For all its goodness, if something goes wrong, problems with MEF are terribly hard to diagnose. Thankfully, there’s an article out there by Daniel Plaisted at Microsoft that goes into great detail into all the things that can go wrong with MEF and how to get to the bottom of each one. I have it bookmarked, and if you work a lot with MEF, you should too. The one area that I find most useful, though, is figuring out composition-time errors using tracing.

With MEF, if you are using the Import attribute and there are errors during composition - either due to a bad Export, a missing DLL, or even an exception in the constructor, the composition itself will not choke. It will simply not load the Export and therefore anything that depends on it into the container. The problem then manifests itself as a missing Export when you try to use it. By then, it’s too late to know what happened.

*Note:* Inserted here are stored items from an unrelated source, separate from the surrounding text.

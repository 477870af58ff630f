//! Persistence filename grammar (spec.md §4.5/§6): `<kind>_<dbid>_<ishards>_
//! <13-digit-ms-timestamp>_<version>`. Filenames alone carry ordering and
//! lineage — there is no manifest, so `Descriptor::parse` has to be exact.
//!
//! `dbid` here is the shard's global index into the keyspace (`db *
//! internal_shards + shard_in_db`), not the logical database number: the
//! engine snapshots and replays one physical shard per file (the loader
//! "resets the destination shard"), and the logical db a key belongs to is
//! recovered from the shard index plus the recorded `ishards` via
//! `Keyspace::shard_index`'s inverse.

use crate::error::PersistError;

#[derive(Debug, Clone, Copy, PartialEq, Eq)]
pub enum FileKind {
    Rdb,
    Aof,
    RdbTmp,
}

impl FileKind {
    fn tag(&self) -> &'static str {
        match self {
            FileKind::Rdb => "rdb",
            FileKind::Aof => "aof",
            FileKind::RdbTmp => "rdbtmp",
        }
    }

    fn parse_tag(tag: &str) -> Option<FileKind> {
        match tag {
            "rdb" => Some(FileKind::Rdb),
            "aof" => Some(FileKind::Aof),
            "rdbtmp" => Some(FileKind::RdbTmp),
            _ => None,
        }
    }
}

#[derive(Debug, Clone, PartialEq, Eq)]
pub struct Descriptor {
    pub kind: FileKind,
    pub dbid: usize,
    pub ishards: usize,
    pub timestamp_ms: u64,
    pub version: u64,
}

impl Descriptor {
    pub fn filename(&self) -> String {
        format!(
            "{}_{}_{}_{:013}_{}",
            self.kind.tag(),
            self.dbid,
            self.ishards,
            self.timestamp_ms,
            self.version
        )
    }

    pub fn parse(name: &str) -> Option<Descriptor> {
        let mut parts = name.splitn(5, '_');
        let kind = FileKind::parse_tag(parts.next()?)?;
        let dbid = parts.next()?.parse().ok()?;
        let ishards = parts.next()?.parse().ok()?;
        let ts_str = parts.next()?;
        if ts_str.len() != 13 {
            return None;
        }
        let timestamp_ms = ts_str.parse().ok()?;
        let version = parts.next()?.parse().ok()?;
        Some(Descriptor { kind, dbid, ishards, timestamp_ms, version })
    }

    pub fn try_parse(name: &str) -> Result<Descriptor, PersistError> {
        Descriptor::parse(name).ok_or_else(|| PersistError::BadFilename(name.to_string()))
    }
}

#[cfg(test)]
mod tests {
    use super::*;

    #[test]
    fn roundtrips_through_filename_and_parse() {
        let d = Descriptor { kind: FileKind::Rdb, dbid: 3, ishards: 16, timestamp_ms: 1_732_000_000_123, version: 42 };
        let name = d.filename();
        assert_eq!(Descriptor::parse(&name), Some(d));
    }

    #[test]
    fn rejects_garbage() {
        assert!(Descriptor::parse("not_a_descriptor").is_none());
        assert!(Descriptor::parse("rdb_1_16_123_7").is_none()); // timestamp not 13 digits
    }

    #[test]
    fn every_kind_tag_round_trips() {
        for kind in [FileKind::Rdb, FileKind::Aof, FileKind::RdbTmp] {
            let d = Descriptor { kind, dbid: 0, ishards: 4, timestamp_ms: 1_700_000_000_000, version: 1 };
            assert_eq!(Descriptor::parse(&d.filename()).unwrap().kind, kind);
        }
    }
}
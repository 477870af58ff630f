//! Shared constant replies (spec.md §4.1: "a connection's reply surface is
//! a 16KiB inline buffer plus an overflow list of owned or shared bulks").
//! These are pre-rendered once and referenced with a `'static` lifetime, so
//! writing e.g. `+OK\r\n` never allocates.

pub const OK: &[u8] = b"+OK\r\n";
pub const PONG: &[u8] = b"+PONG\r\n";
pub const QUEUED: &[u8] = b"+QUEUED\r\n";
pub const NIL_BULK: &[u8] = b"$-1\r\n";
pub const NIL_ARRAY: &[u8] = b"*-1\r\n";
pub const EMPTY_ARRAY: &[u8] = b"*0\r\n";
pub const CZERO: &[u8] = b":0\r\n";
pub const CONE: &[u8] = b":1\r\n";
pub const CMINUS_ONE: &[u8] = b":-1\r\n";
pub const EMPTY_BULK: &[u8] = b"$0\r\n\r\n";
pub const WRONGTYPE_ERR: &[u8] =
    b"-WRONGTYPE Operation against a key holding the wrong kind of value\r\n";
pub const SYNTAX_ERR: &[u8] = b"-ERR syntax error\r\n";
pub const NOT_INT_ERR: &[u8] = b"-ERR value is not an integer or out of range\r\n";
pub const NOAUTH_ERR: &[u8] = b"-NOAUTH Authentication required.\r\n";
pub const EXECABORT_ERR: &[u8] =
    b"-EXECABORT Transaction discarded because of previous errors.\r\n";
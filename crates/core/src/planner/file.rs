//! Pre-authored plan backend

use super::{Planner, PlanningRequest};
use crate::errors::PlannerError;
use async_trait::async_trait;
use std::path::{Path, PathBuf};

/// Analysis text reported when no analysis file is given
pub const DEFAULT_ANALYSIS: &str = "Execution plan supplied by the operator; no analysis was performed.";

/// Planner returning a plan (and optionally an analysis) read from files
#[derive(Debug, Clone)]
pub struct FilePlanner {
    plan_path: PathBuf,
    analysis_path: Option<PathBuf>,
}

impl FilePlanner {
    pub fn new(plan_path: impl Into<PathBuf>) -> Self {
        Self {
            plan_path: plan_path.into(),
            analysis_path: None,
        }
    }

    pub fn with_analysis(mut self, analysis_path: impl Into<PathBuf>) -> Self {
        self.analysis_path = Some(analysis_path.into());
        self
    }
}

async fn read(path: &Path) -> Result<String, PlannerError> {
    tokio::fs::read_to_string(path)
        .await
        .map_err(|source| PlannerError::Io {
            path: path.to_path_buf(),
            source,
        })
}

#[async_trait]
impl Planner for FilePlanner {
    fn name(&self) -> &str {
        "plan-file"
    }

    async fn analyze(&self, _request: &PlanningRequest) -> Result<String, PlannerError> {
        match &self.analysis_path {
            Some(path) => read(path).await,
            None => Ok(DEFAULT_ANALYSIS.to_string()),
        }
    }

    async fn plan(&self, _request: &PlanningRequest, _analysis: &str) -> Result<String, PlannerError> {
        read(&self.plan_path).await
    }
}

An easy diagnosis tool from the article I mentioned above is to drop the following snippet into your application configuration file (App.config, Web.config, what-have-you).

<system.diagnostics>
  <sources>
	<source name="System.ComponentModel.Composition" switchValue="All">
	  <listeners>
		 <add name="fileListener" type="System.Diagnostics.TextWriterTraceListener" initializeData="composition.log" />
	  </listeners>
	</source>
  </sources>
  <trace autoflush="true" indentsize="4" />
</system.diagnostics>

After the composition routine runs, check the file configured above (in this example, “composition.log”) for any errors. You will have to sift through a lot of “everything’s okay” type messages, but errors stand out fairly easily. If something is causing the composition to skip certain parts, it will tell you exactly what and why - so you can fix it and move on rather than scratch your head and wonder what’s wrong. Make sure you disable it after you’re done though - the trace is pretty verbose and if you leave it on, that file will grow extremely large before you know it.